▶ Exercise description
Report each line from the entries in which "Cancelled" can be found.

▶ Material to process
########################################

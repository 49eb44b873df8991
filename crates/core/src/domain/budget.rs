use chrono::{DateTime, Utc};
use rust_decimal::Decimal;
use serde::{Deserialize, Serialize};
use uuid::Uuid;

use crate::errors::{DomainError, ValidationError};

#[derive(Clone, Debug, PartialEq, Eq, Hash, Serialize, Deserialize)]
pub struct BudgetId(pub String);

#[derive(Clone, Debug, PartialEq, Eq, Hash, Serialize, Deserialize)]
pub struct DepartmentId(pub String);

/// The authoritative budget row for one (department, fiscal year) pair.
///
/// All three figures are mutated exclusively through [`Budget::reserve`],
/// [`Budget::commit`], and [`Budget::release`], each of which checks its
/// precondition before touching any field, so a failed call leaves the
/// value exactly as it was. The row invariant holds at every observable
/// point: `total_amount >= current_usage + reserved_amount >= 0`.
#[derive(Clone, Debug, PartialEq, Eq, Serialize, Deserialize)]
pub struct Budget {
    pub id: BudgetId,
    pub department_id: DepartmentId,
    pub fiscal_year: i32,
    pub total_amount: Decimal,
    pub current_usage: Decimal,
    pub reserved_amount: Decimal,
    pub version: u32,
    pub created_at: DateTime<Utc>,
    pub updated_at: DateTime<Utc>,
}

impl Budget {
    pub fn new(
        department_id: DepartmentId,
        fiscal_year: i32,
        total_amount: Decimal,
    ) -> Result<Self, DomainError> {
        if total_amount < Decimal::ZERO {
            return Err(ValidationError::NegativeBudgetTotal.into());
        }

        let now = Utc::now();
        Ok(Self {
            id: BudgetId(Uuid::new_v4().to_string()),
            department_id,
            fiscal_year,
            total_amount,
            current_usage: Decimal::ZERO,
            reserved_amount: Decimal::ZERO,
            version: 1,
            created_at: now,
            updated_at: now,
        })
    }

    pub fn available_amount(&self) -> Decimal {
        self.total_amount - self.current_usage - self.reserved_amount
    }

    pub fn usage_percentage(&self) -> Decimal {
        if self.total_amount.is_zero() {
            return Decimal::ZERO;
        }
        self.current_usage / self.total_amount * Decimal::ONE_HUNDRED
    }

    /// Place a hold on `amount` of the remaining budget.
    pub fn reserve(&mut self, amount: Decimal) -> Result<(), DomainError> {
        check_positive_amount("reserve", amount)?;

        let available = self.available_amount();
        if amount > available {
            return Err(DomainError::InsufficientBudget { requested: amount, available });
        }

        self.reserved_amount += amount;
        Ok(())
    }

    /// Convert a previously reserved `amount` into consumed budget.
    pub fn commit(&mut self, amount: Decimal) -> Result<(), DomainError> {
        check_positive_amount("commit", amount)?;
        self.check_reserved_covers("commit", amount)?;

        self.reserved_amount -= amount;
        self.current_usage += amount;
        Ok(())
    }

    /// Return a previously reserved `amount` to the available pool.
    pub fn release(&mut self, amount: Decimal) -> Result<(), DomainError> {
        check_positive_amount("release", amount)?;
        self.check_reserved_covers("release", amount)?;

        self.reserved_amount -= amount;
        Ok(())
    }

    pub fn status(&self) -> BudgetStatus {
        BudgetStatus {
            department_id: self.department_id.clone(),
            fiscal_year: self.fiscal_year,
            total_amount: self.total_amount,
            current_usage: self.current_usage,
            reserved_amount: self.reserved_amount,
            available_amount: self.available_amount(),
        }
    }

    fn check_reserved_covers(&self, operation: &str, amount: Decimal) -> Result<(), DomainError> {
        if amount > self.reserved_amount {
            return Err(DomainError::InvariantViolation(format!(
                "{operation} of {amount} exceeds reserved amount {} for department `{}` fiscal year {}",
                self.reserved_amount, self.department_id.0, self.fiscal_year
            )));
        }
        Ok(())
    }
}

fn check_positive_amount(operation: &str, amount: Decimal) -> Result<(), DomainError> {
    if amount <= Decimal::ZERO {
        return Err(DomainError::InvariantViolation(format!(
            "{operation} amount must be positive, got {amount}"
        )));
    }
    Ok(())
}

/// Read snapshot of a budget row, as exposed to reporting callers.
#[derive(Clone, Debug, PartialEq, Eq, Serialize, Deserialize)]
pub struct BudgetStatus {
    pub department_id: DepartmentId,
    pub fiscal_year: i32,
    pub total_amount: Decimal,
    pub current_usage: Decimal,
    pub reserved_amount: Decimal,
    pub available_amount: Decimal,
}

impl BudgetStatus {
    pub fn usage_percentage(&self) -> Decimal {
        if self.total_amount.is_zero() {
            return Decimal::ZERO;
        }
        self.current_usage / self.total_amount * Decimal::ONE_HUNDRED
    }
}

#[cfg(test)]
mod tests {
    use rust_decimal::Decimal;

    use super::{Budget, DepartmentId};
    use crate::errors::{DomainError, ValidationError};

    fn budget(total: i64) -> Budget {
        Budget::new(DepartmentId("engineering".to_string()), 2026, Decimal::new(total, 2))
            .expect("valid budget")
    }

    fn invariant_holds(budget: &Budget) -> bool {
        budget.current_usage >= Decimal::ZERO
            && budget.reserved_amount >= Decimal::ZERO
            && budget.total_amount >= budget.current_usage + budget.reserved_amount
    }

    #[test]
    fn new_budget_rejects_negative_total() {
        let error = Budget::new(
            DepartmentId("engineering".to_string()),
            2026,
            Decimal::new(-1, 0),
        )
        .expect_err("negative total must be rejected");

        assert_eq!(
            error,
            DomainError::Validation(ValidationError::NegativeBudgetTotal)
        );
    }

    #[test]
    fn reserve_holds_funds_and_reduces_available() {
        let mut budget = budget(1_000_000_00);

        budget.reserve(Decimal::new(300_000_00, 2)).expect("reserve");

        assert_eq!(budget.reserved_amount, Decimal::new(300_000_00, 2));
        assert_eq!(budget.available_amount(), Decimal::new(700_000_00, 2));
        assert!(invariant_holds(&budget));
    }

    #[test]
    fn reserve_beyond_available_fails_without_mutation() {
        let mut budget = budget(100_000_00);
        let before = budget.clone();

        let error = budget.reserve(Decimal::new(150_000_00, 2)).expect_err("over-reserve");

        assert_eq!(
            error,
            DomainError::InsufficientBudget {
                requested: Decimal::new(150_000_00, 2),
                available: Decimal::new(100_000_00, 2),
            }
        );
        assert_eq!(budget, before);
    }

    #[test]
    fn reserve_then_release_restores_prior_figures() {
        let mut budget = budget(500_000_00);
        budget.reserve(Decimal::new(120_000_00, 2)).expect("first reserve");
        let held = budget.clone();

        budget.reserve(Decimal::new(80_000_00, 2)).expect("second reserve");
        budget.release(Decimal::new(80_000_00, 2)).expect("release");

        assert_eq!(budget.reserved_amount, held.reserved_amount);
        assert_eq!(budget.available_amount(), held.available_amount());
    }

    #[test]
    fn commit_moves_funds_from_reserved_to_usage() {
        let mut budget = budget(1_000_000_00);
        budget.reserve(Decimal::new(300_000_00, 2)).expect("reserve");
        let held_total = budget.current_usage + budget.reserved_amount;

        budget.commit(Decimal::new(300_000_00, 2)).expect("commit");

        assert_eq!(budget.current_usage, Decimal::new(300_000_00, 2));
        assert_eq!(budget.reserved_amount, Decimal::ZERO);
        assert_eq!(budget.current_usage + budget.reserved_amount, held_total);
        assert_eq!(budget.available_amount(), Decimal::new(700_000_00, 2));
        assert!(invariant_holds(&budget));
    }

    #[test]
    fn commit_beyond_reserved_is_an_invariant_violation() {
        let mut budget = budget(1_000_000_00);
        budget.reserve(Decimal::new(100_00, 2)).expect("reserve");
        let before = budget.clone();

        let error = budget.commit(Decimal::new(200_00, 2)).expect_err("over-commit");

        assert!(matches!(error, DomainError::InvariantViolation(_)));
        assert_eq!(budget, before);
    }

    #[test]
    fn release_beyond_reserved_is_an_invariant_violation() {
        let mut budget = budget(1_000_000_00);
        let before = budget.clone();

        let error = budget.release(Decimal::new(1_00, 2)).expect_err("nothing reserved");

        assert!(matches!(error, DomainError::InvariantViolation(_)));
        assert_eq!(budget, before);
    }

    #[test]
    fn non_positive_amounts_are_rejected_by_every_operation() {
        let mut budget = budget(1_000_00);

        assert!(budget.reserve(Decimal::ZERO).is_err());
        assert!(budget.commit(Decimal::new(-5, 0)).is_err());
        assert!(budget.release(Decimal::ZERO).is_err());
    }

    #[test]
    fn invariant_holds_across_operation_sequences() {
        let mut budget = budget(1_000_00);
        let steps: [(&str, i64); 7] = [
            ("reserve", 400_00),
            ("reserve", 300_00),
            ("commit", 400_00),
            ("release", 300_00),
            ("reserve", 600_00),
            ("commit", 100_00),
            ("release", 500_00),
        ];

        for (op, cents) in steps {
            let amount = Decimal::new(cents, 2);
            let result = match op {
                "reserve" => budget.reserve(amount),
                "commit" => budget.commit(amount),
                _ => budget.release(amount),
            };
            result.expect(op);
            assert!(invariant_holds(&budget), "invariant broken after {op} {amount}");
        }

        assert_eq!(budget.current_usage, Decimal::new(500_00, 2));
        assert_eq!(budget.reserved_amount, Decimal::ZERO);
    }

    #[test]
    fn usage_percentage_reflects_committed_share() {
        let mut budget = budget(1_000_00);
        budget.reserve(Decimal::new(250_00, 2)).expect("reserve");
        budget.commit(Decimal::new(250_00, 2)).expect("commit");

        assert_eq!(budget.usage_percentage(), Decimal::new(25, 0));
        assert_eq!(budget.status().usage_percentage(), Decimal::new(25, 0));
    }

    #[test]
    fn zero_total_budget_reports_zero_usage_percentage() {
        let budget =
            Budget::new(DepartmentId("facilities".to_string()), 2026, Decimal::ZERO)
                .expect("zero budget");

        assert_eq!(budget.usage_percentage(), Decimal::ZERO);
    }
}
use chrono::{DateTime, Utc};
use rust_decimal::Decimal;
use serde::{Deserialize, Serialize};
use uuid::Uuid;

use crate::domain::budget::DepartmentId;
use crate::errors::ValidationError;

#[derive(Clone, Debug, PartialEq, Eq, Hash, Serialize, Deserialize)]
pub struct RequestId(pub String);

/// Human-readable request number, assigned once at submission.
#[derive(Clone, Debug, PartialEq, Eq, Hash, Serialize, Deserialize)]
pub struct RequestNumber(pub String);

#[derive(Clone, Debug, PartialEq, Eq, Serialize, Deserialize)]
#[serde(rename_all = "snake_case")]
pub enum RequestStatus {
    Draft,
    PendingManager,
    PendingFinance,
    Approved,
    Rejected,
    Cancelled,
}

impl RequestStatus {
    pub fn as_str(&self) -> &'static str {
        match self {
            Self::Draft => "draft",
            Self::PendingManager => "pending_manager",
            Self::PendingFinance => "pending_finance",
            Self::Approved => "approved",
            Self::Rejected => "rejected",
            Self::Cancelled => "cancelled",
        }
    }

    pub fn parse(value: &str) -> Option<Self> {
        match value.trim().to_ascii_lowercase().as_str() {
            "draft" => Some(Self::Draft),
            "pending_manager" => Some(Self::PendingManager),
            "pending_finance" => Some(Self::PendingFinance),
            "approved" => Some(Self::Approved),
            "rejected" => Some(Self::Rejected),
            "cancelled" => Some(Self::Cancelled),
            _ => None,
        }
    }

    pub fn is_terminal(&self) -> bool {
        matches!(self, Self::Approved | Self::Rejected | Self::Cancelled)
    }
}

#[derive(Clone, Debug, PartialEq, Eq, Serialize, Deserialize)]
pub struct RequestItem {
    pub name: String,
    pub quantity: u32,
    pub unit_price: Decimal,
}

impl RequestItem {
    pub fn line_total(&self) -> Decimal {
        Decimal::from(self.quantity) * self.unit_price
    }
}

/// A purchase request. Owned by the requester while in `Draft`; owned by
/// the workflow from submission onward. Line items and the total are
/// frozen at submission time.
#[derive(Clone, Debug, PartialEq, Eq, Serialize, Deserialize)]
pub struct PurchaseRequest {
    pub id: RequestId,
    pub request_number: Option<RequestNumber>,
    pub requester_id: String,
    pub department_id: DepartmentId,
    pub fiscal_year: i32,
    pub items: Vec<RequestItem>,
    pub total_amount: Decimal,
    pub status: RequestStatus,
    pub submitted_at: Option<DateTime<Utc>>,
    pub manager_approver_id: Option<String>,
    pub manager_approved_at: Option<DateTime<Utc>>,
    pub finance_approver_id: Option<String>,
    pub finance_approved_at: Option<DateTime<Utc>>,
    pub rejected_by_id: Option<String>,
    pub rejected_at: Option<DateTime<Utc>>,
    pub rejection_reason: Option<String>,
    pub version: u32,
    pub created_at: DateTime<Utc>,
    pub updated_at: DateTime<Utc>,
}

impl PurchaseRequest {
    pub fn draft(
        requester_id: impl Into<String>,
        department_id: DepartmentId,
        fiscal_year: i32,
        items: Vec<RequestItem>,
    ) -> Self {
        let now = Utc::now();
        let total_amount = items.iter().map(RequestItem::line_total).sum();

        Self {
            id: RequestId(Uuid::new_v4().to_string()),
            request_number: None,
            requester_id: requester_id.into(),
            department_id,
            fiscal_year,
            items,
            total_amount,
            status: RequestStatus::Draft,
            submitted_at: None,
            manager_approver_id: None,
            manager_approved_at: None,
            finance_approver_id: None,
            finance_approved_at: None,
            rejected_by_id: None,
            rejected_at: None,
            rejection_reason: None,
            version: 1,
            created_at: now,
            updated_at: now,
        }
    }
}

/// Submission-time item validation: at least one item, every quantity at
/// least 1, every unit price positive.
pub fn validate_items(items: &[RequestItem]) -> Result<(), ValidationError> {
    if items.is_empty() {
        return Err(ValidationError::EmptyItems);
    }

    for item in items {
        if item.quantity == 0 {
            return Err(ValidationError::NonPositiveQuantity { name: item.name.clone() });
        }
        if item.unit_price <= Decimal::ZERO {
            return Err(ValidationError::NonPositiveUnitPrice { name: item.name.clone() });
        }
    }

    Ok(())
}
//! Application service for the purchase-request approval workflow.
//!
//! [`RequestWorkflow`] is the command surface surrounding layers call:
//! submit, approve (two levels), reject, cancel, plus the budget-status
//! and approval-history reads. Each command validates its input, runs the
//! state-machine transition from `procura-core`, and persists the result
//! through `procura-db` as one atomic unit, retrying the whole command
//! from a fresh read when an optimistic write conflicts.

pub mod errors;
pub mod service;
pub mod telemetry;

pub use errors::WorkflowError;
pub use service::RequestWorkflow;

########################################

▶ Answer to the exercise
    Cancelled,
            Self::Cancelled => "cancelled",
            "cancelled" => Some(Self::Cancelled),
        matches!(self, Self::Approved | Self::Rejected | Self::Cancelled)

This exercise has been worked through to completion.